» **Task prompt**
Repeat each entry exactly.

» **Records for processing**
//! Authentication extractors.

use actix_web::{FromRequest, HttpRequest, dev::Payload, http::header};
use std::future::{Ready, ready};
use std::sync::Arc;

use blog_core::ports::{AuthError, TokenClaims, TokenService};

/// Authenticated acting identity extractor.
///
/// Use this in handlers to require authentication:
/// ```ignore
/// async fn protected_route(identity: Identity) -> impl Responder {
///     format!("Hello, {}!", identity.username)
/// }
/// ```
#[derive(Debug, Clone)]
pub struct Identity {
    pub user_id: uuid::Uuid,
    pub username: String,
}

impl From<TokenClaims> for Identity {
    fn from(claims: TokenClaims) -> Self {
        Self {
            user_id: claims.user_id,
            username: claims.username,
        }
    }
}

/// Error type for authentication failures.
#[derive(Debug)]
pub struct AuthenticationError(pub AuthError);

impl std::fmt::Display for AuthenticationError {
    fn fmt(&self, f: &mut std::fmt::Formatter<'_>) -> std::fmt::Result {
        write!(f, "{}", self.0)
    }
}

impl actix_web::ResponseError for AuthenticationError {
    fn status_code(&self) -> actix_web::http::StatusCode {
        match &self.0 {
            AuthError::TokenExpired => actix_web::http::StatusCode::UNAUTHORIZED,
            AuthError::InvalidToken(_) => actix_web::http::StatusCode::UNAUTHORIZED,
            AuthError::MissingAuth => actix_web::http::StatusCode::UNAUTHORIZED,
            _ => actix_web::http::StatusCode::INTERNAL_SERVER_ERROR,
        }
    }

    fn error_response(&self) -> actix_web::HttpResponse {
        use blog_shared::ErrorResponse;

        let error = match &self.0 {
            AuthError::TokenExpired => ErrorResponse::new(401, "Token Expired")
                .with_detail("Your authentication token has expired. Please login again."),
            AuthError::InvalidToken(msg) => {
                ErrorResponse::new(401, "Invalid Token").with_detail(msg.clone())
            }
            AuthError::MissingAuth => ErrorResponse::new(401, "Authentication Required")
                .with_detail("Please provide a valid Bearer token in the Authorization header."),
            _ => ErrorResponse::internal_error(),
        };

        actix_web::HttpResponse::build(self.status_code()).json(error)
    }
}

impl FromRequest for Identity {
    type Error = AuthenticationError;
    type Future = Ready<Result<Self, Self::Error>>;

    fn from_request(req: &HttpRequest, _payload: &mut Payload) -> Self::Future {
        // Get token service from app data
        let token_service = match req.app_data::<actix_web::web::Data<Arc<dyn TokenService>>>() {
            Some(service) => service,
            None => {
                tracing::error!("TokenService not found in app data");
                return ready(Err(AuthenticationError(AuthError::InvalidToken(
                    "Server configuration error".to_string(),
                ))));
            }
        };

        // Extract Bearer token from Authorization header
        let auth_header = match req.headers().get(header::AUTHORIZATION) {
            Some(value) => value,
            None => return ready(Err(AuthenticationError(AuthError::MissingAuth))),
        };

        let auth_str = match auth_header.to_str() {
            Ok(s) => s,
            Err(_) => {
                return ready(Err(AuthenticationError(AuthError::InvalidToken(
                    "Invalid authorization header".to_string(),
                ))));
            }
        };

        // Parse "Bearer <token>"
        let token = match auth_str.strip_prefix("Bearer ") {
            Some(t) => t,
            None => {
                return ready(Err(AuthenticationError(AuthError::InvalidToken(
                    "Expected Bearer token".to_string(),
                ))));
            }
        };

        // Validate token
        match token_service.validate_token(token) {
            Ok(claims) => ready(Ok(Identity::from(claims))),
            Err(e) => ready(Err(AuthenticationError(e))),
        }
    }
}

/// Optional identity extractor - doesn't fail if not authenticated.
pub struct OptionalIdentity(pub Option<Identity>);

impl FromRequest for OptionalIdentity {
    type Error = actix_web::Error;
    type Future = Ready<Result<Self, Self::Error>>;

    fn from_request(req: &HttpRequest, payload: &mut Payload) -> Self::Future {
        match Identity::from_request(req, payload).into_inner() {
            Ok(identity) => ready(Ok(OptionalIdentity(Some(identity)))),
            Err(_) => ready(Ok(OptionalIdentity(None))),
        }
    }
}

» **Task response**
//! Authentication extractors.

use actix_web::{FromRequest, HttpRequest, dev::Payload, http::header};
use std::future::{Ready, ready};
use std::sync::Arc;

use blog_core::ports::{AuthError, TokenClaims, TokenService};

/// Authenticated acting identity extractor.
///
/// Use this in handlers to require authentication:
/// ```ignore
/// async fn protected_route(identity: Identity) -> impl Responder {
///     format!("Hello, {}!", identity.username)
/// }
/// ```
#[derive(Debug, Clone)]
pub struct Identity {
    pub user_id: uuid::Uuid,
    pub username: String,
}

impl From<TokenClaims> for Identity {
    fn from(claims: TokenClaims) -> Self {
        Self {
            user_id: claims.user_id,
            username: claims.username,
        }
    }
}

/// Error type for authentication failures.
#[derive(Debug)]
pub struct AuthenticationError(pub AuthError);

impl std::fmt::Display for AuthenticationError {
    fn fmt(&self, f: &mut std::fmt::Formatter<'_>) -> std::fmt::Result {
        write!(f, "{}", self.0)
    }
}

impl actix_web::ResponseError for AuthenticationError {
    fn status_code(&self) -> actix_web::http::StatusCode {
        match &self.0 {
            AuthError::TokenExpired => actix_web::http::StatusCode::UNAUTHORIZED,
            AuthError::InvalidToken(_) => actix_web::http::StatusCode::UNAUTHORIZED,
            AuthError::MissingAuth => actix_web::http::StatusCode::UNAUTHORIZED,
            _ => actix_web::http::StatusCode::INTERNAL_SERVER_ERROR,
        }
    }

    fn error_response(&self) -> actix_web::HttpResponse {
        use blog_shared::ErrorResponse;

        let error = match &self.0 {
            AuthError::TokenExpired => ErrorResponse::new(401, "Token Expired")
                .with_detail("Your authentication token has expired. Please login again."),
            AuthError::InvalidToken(msg) => {
                ErrorResponse::new(401, "Invalid Token").with_detail(msg.clone())
            }
            AuthError::MissingAuth => ErrorResponse::new(401, "Authentication Required")
                .with_detail("Please provide a valid Bearer token in the Authorization header."),
            _ => ErrorResponse::internal_error(),
        };

        actix_web::HttpResponse::build(self.status_code()).json(error)
    }
}

impl FromRequest for Identity {
    type Error = AuthenticationError;
    type Future = Ready<Result<Self, Self::Error>>;

    fn from_request(req: &HttpRequest, _payload: &mut Payload) -> Self::Future {
        // Get token service from app data
        let token_service = match req.app_data::<actix_web::web::Data<Arc<dyn TokenService>>>() {
            Some(service) => service,
            None => {
                tracing::error!("TokenService not found in app data");
                return ready(Err(AuthenticationError(AuthError::InvalidToken(
                    "Server configuration error".to_string(),
                ))));
            }
        };

        // Extract Bearer token from Authorization header
        let auth_header = match req.headers().get(header::AUTHORIZATION) {
            Some(value) => value,
            None => return ready(Err(AuthenticationError(AuthError::MissingAuth))),
        };

        let auth_str = match auth_header.to_str() {
            Ok(s) => s,
            Err(_) => {
                return ready(Err(AuthenticationError(AuthError::InvalidToken(
                    "Invalid authorization header".to_string(),
                ))));
            }
        };

        // Parse "Bearer <token>"
        let token = match auth_str.strip_prefix("Bearer ") {
            Some(t) => t,
            None => {
                return ready(Err(AuthenticationError(AuthError::InvalidToken(
                    "Expected Bearer token".to_string(),
                ))));
            }
        };

        // Validate token
        match token_service.validate_token(token) {
            Ok(claims) => ready(Ok(Identity::from(claims))),
            Err(e) => ready(Err(AuthenticationError(e))),
        }
    }
}

/// Optional identity extractor - doesn't fail if not authenticated.
pub struct OptionalIdentity(pub Option<Identity>);

impl FromRequest for OptionalIdentity {
    type Error = actix_web::Error;
    type Future = Ready<Result<Self, Self::Error>>;

    fn from_request(req: &HttpRequest, payload: &mut Payload) -> Self::Future {
        match Identity::from_request(req, payload).into_inner() {
            Ok(identity) => ready(Ok(OptionalIdentity(Some(identity)))),
            Err(_) => ready(Ok(OptionalIdentity(None))),
        }
    }
}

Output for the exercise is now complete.